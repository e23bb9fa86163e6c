//! # pgqb
//!
//! A fluent statement builder for PostgreSQL's positional-parameter dialect.
//!
//! ## Features
//!
//! - **`?` in, `$N` out**: write fragments with `?` markers; they are numbered
//!   as they are added, continuing across WHERE, HAVING and raw SQL
//! - **Pure assembly**: [`Clauses`] → [`Statement`] never touches the database
//! - **Injected connections**: anything implementing [`Connection`] (clients,
//!   transactions, pooled clients) can run the statement
//! - **JSON-shaped rows**: results decode into [`Record`]s of tagged [`Value`]s
//!
//! ## Example
//!
//! ```ignore
//! // SELECT u.id, u.name FROM users AS u WHERE u.age > $1 ORDER BY u.name ASC LIMIT 10
//! let users = pgqb::new(&client)
//!     .select("users")
//!     .alias("u")
//!     .columns(["u.id", "u.name"])
//!     .where_("u.age > ?", [18])
//!     .order_by("u.name", "ASC")
//!     .limit(10)
//!     .rows()
//!     .await?;
//!
//! // INSERT INTO users (name, email) VALUES ($1, $2) RETURNING id
//! let id = pgqb::new(&client)
//!     .insert("users")
//!     .columns(["name", "email"])
//!     .parameters(["jv", "jv@example.com"])
//!     .exec_return_id("id")
//!     .await?;
//! ```

pub mod assemble;
pub mod builder;
pub mod clauses;
pub mod client;
pub mod config;
pub mod env;
pub mod error;
pub mod log;
pub mod placeholder;
pub mod record;
pub mod row;
pub mod ticker;
pub mod value;

#[cfg(feature = "pool")]
pub mod pool;

pub use assemble::{Statement, assemble};
pub use builder::QueryBuilder;
pub use clauses::{Action, Clauses};
pub use client::{Connection, Cursor};
pub use config::ConnectConfig;
pub use error::{QbError, QbResult};
pub use log::SqlLog;
pub use record::Record;
pub use ticker::{Ticker, TickerState};
pub use value::Value;

#[cfg(feature = "pool")]
pub use pool::{create_pool, create_pool_with_config};

/// Start a builder over `conn`.
pub fn new<C: Connection>(conn: C) -> QueryBuilder<C> {
    QueryBuilder::new(conn)
}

************

__Work to complete__
Bring together all lines in the records where the word "Connection" is found.

__Task output__
//! - **Injected connections**: anything implementing [`Connection`] (clients,
pub use client::{Connection, Cursor};
pub fn new<C: Connection>(conn: C) -> QueryBuilder<C> {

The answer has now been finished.